PROVIDED INFORMATION Block Start

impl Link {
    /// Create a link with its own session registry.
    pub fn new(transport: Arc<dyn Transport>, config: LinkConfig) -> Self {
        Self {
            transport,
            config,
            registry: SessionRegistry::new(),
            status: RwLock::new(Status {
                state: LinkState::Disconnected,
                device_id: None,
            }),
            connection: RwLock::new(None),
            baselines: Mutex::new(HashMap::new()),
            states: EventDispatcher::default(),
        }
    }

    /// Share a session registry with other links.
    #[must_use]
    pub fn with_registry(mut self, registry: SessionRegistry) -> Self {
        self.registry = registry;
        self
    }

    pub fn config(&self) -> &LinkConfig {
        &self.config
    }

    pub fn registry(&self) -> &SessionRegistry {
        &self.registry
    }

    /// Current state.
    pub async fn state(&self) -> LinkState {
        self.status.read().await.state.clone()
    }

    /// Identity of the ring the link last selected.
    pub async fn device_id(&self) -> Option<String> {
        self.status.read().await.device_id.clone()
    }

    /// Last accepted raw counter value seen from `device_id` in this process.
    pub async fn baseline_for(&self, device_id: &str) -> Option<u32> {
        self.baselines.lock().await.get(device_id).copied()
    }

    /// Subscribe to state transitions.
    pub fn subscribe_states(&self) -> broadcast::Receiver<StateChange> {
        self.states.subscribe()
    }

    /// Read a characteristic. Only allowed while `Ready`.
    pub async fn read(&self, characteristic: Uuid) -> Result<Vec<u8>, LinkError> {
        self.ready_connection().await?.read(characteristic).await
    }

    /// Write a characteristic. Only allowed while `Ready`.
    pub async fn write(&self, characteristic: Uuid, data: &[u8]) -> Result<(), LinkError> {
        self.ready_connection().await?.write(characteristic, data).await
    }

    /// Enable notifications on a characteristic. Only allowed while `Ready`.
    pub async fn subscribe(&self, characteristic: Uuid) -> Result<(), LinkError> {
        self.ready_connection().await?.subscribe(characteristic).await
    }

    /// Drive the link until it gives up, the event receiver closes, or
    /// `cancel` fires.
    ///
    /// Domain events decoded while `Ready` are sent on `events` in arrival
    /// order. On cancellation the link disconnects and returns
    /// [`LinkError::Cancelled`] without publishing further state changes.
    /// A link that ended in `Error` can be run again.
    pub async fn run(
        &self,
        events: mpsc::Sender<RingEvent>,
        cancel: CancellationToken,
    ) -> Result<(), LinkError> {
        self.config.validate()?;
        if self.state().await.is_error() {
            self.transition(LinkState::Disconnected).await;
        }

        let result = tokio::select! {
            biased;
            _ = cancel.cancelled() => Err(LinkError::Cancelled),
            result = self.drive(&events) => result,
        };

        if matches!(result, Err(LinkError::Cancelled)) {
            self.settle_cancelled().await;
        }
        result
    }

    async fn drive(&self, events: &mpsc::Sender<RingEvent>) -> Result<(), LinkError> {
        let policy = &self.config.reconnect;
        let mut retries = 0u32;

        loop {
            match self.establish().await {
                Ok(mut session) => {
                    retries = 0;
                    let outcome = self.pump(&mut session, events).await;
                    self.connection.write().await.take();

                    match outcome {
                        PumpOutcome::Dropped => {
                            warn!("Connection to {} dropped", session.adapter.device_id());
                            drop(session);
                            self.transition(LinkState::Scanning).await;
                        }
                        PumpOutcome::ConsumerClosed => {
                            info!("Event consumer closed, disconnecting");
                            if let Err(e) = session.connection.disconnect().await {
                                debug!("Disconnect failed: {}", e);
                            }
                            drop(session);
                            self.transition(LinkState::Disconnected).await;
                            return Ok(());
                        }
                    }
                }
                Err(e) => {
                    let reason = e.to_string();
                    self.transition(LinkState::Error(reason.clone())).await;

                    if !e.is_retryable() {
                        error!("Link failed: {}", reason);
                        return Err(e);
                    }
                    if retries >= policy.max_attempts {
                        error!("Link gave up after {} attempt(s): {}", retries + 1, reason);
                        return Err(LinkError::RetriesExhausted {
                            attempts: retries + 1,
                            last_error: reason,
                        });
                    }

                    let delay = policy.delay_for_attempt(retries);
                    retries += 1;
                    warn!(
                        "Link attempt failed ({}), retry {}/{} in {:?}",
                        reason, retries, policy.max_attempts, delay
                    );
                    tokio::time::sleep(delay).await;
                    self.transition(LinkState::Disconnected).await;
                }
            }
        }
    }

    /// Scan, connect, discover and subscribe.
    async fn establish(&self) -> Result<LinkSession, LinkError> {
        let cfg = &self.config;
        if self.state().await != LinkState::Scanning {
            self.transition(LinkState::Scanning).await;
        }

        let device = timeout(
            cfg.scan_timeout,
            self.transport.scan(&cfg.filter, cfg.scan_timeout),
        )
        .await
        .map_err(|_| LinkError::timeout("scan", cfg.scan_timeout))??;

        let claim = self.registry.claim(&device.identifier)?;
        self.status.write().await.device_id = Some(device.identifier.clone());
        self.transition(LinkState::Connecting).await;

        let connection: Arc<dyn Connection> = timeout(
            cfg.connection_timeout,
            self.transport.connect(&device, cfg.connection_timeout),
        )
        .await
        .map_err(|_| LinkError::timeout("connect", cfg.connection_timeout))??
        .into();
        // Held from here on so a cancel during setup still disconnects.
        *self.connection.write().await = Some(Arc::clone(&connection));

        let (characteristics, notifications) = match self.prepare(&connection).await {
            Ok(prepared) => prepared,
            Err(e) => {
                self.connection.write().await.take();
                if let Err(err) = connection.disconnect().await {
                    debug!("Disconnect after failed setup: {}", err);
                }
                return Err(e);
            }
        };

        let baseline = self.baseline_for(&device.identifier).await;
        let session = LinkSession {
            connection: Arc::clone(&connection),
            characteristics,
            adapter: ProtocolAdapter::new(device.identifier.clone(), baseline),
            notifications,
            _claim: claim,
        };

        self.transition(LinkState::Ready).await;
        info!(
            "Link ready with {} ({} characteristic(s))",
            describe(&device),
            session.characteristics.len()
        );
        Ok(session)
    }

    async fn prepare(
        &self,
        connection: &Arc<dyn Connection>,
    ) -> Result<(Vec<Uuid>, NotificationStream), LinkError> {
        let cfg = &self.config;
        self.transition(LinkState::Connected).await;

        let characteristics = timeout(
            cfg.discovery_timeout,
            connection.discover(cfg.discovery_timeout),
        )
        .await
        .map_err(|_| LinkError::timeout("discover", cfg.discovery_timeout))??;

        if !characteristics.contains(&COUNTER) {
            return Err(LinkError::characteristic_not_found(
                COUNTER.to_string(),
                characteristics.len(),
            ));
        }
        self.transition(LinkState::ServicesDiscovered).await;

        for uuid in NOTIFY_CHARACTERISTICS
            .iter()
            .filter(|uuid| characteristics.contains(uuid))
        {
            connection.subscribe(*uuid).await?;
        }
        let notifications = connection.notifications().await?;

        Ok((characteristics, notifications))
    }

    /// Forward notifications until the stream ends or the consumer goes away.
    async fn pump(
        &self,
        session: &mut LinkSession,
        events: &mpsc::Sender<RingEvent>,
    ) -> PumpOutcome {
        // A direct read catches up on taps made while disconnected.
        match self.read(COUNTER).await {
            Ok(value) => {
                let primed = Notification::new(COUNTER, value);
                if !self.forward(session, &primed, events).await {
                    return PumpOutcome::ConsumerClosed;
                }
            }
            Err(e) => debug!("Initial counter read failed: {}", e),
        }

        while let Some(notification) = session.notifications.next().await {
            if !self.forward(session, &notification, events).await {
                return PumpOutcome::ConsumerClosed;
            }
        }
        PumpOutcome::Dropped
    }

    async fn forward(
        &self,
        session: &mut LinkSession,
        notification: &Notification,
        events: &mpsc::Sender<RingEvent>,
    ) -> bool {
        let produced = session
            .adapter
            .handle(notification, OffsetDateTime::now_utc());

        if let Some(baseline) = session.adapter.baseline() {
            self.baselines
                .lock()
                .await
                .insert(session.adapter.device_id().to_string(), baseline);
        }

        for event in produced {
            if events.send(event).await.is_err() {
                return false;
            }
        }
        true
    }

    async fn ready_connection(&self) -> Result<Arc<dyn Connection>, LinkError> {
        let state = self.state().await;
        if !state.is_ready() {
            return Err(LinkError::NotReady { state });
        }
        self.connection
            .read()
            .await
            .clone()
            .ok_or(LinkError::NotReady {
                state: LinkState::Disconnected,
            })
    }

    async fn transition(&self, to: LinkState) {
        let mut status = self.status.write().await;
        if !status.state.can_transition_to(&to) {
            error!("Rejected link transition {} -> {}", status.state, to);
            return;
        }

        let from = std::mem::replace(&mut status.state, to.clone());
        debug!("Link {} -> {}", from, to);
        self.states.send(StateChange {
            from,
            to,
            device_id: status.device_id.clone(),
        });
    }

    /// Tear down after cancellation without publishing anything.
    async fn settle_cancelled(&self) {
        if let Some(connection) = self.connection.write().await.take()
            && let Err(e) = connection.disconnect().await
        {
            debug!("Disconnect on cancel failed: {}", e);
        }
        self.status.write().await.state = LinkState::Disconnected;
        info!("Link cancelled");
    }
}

PROVIDED INFORMATION Block End

▶ [HOW TO COMPLETE THIS TASK]
All the lines that hold the word "LinkSession" must appear in the answer, copied from the records.

▶ [THE ANSWER]
    async fn establish(&self) -> Result<LinkSession, LinkError> {
        let session = LinkSession {
        session: &mut LinkSession,
        session: &mut LinkSession,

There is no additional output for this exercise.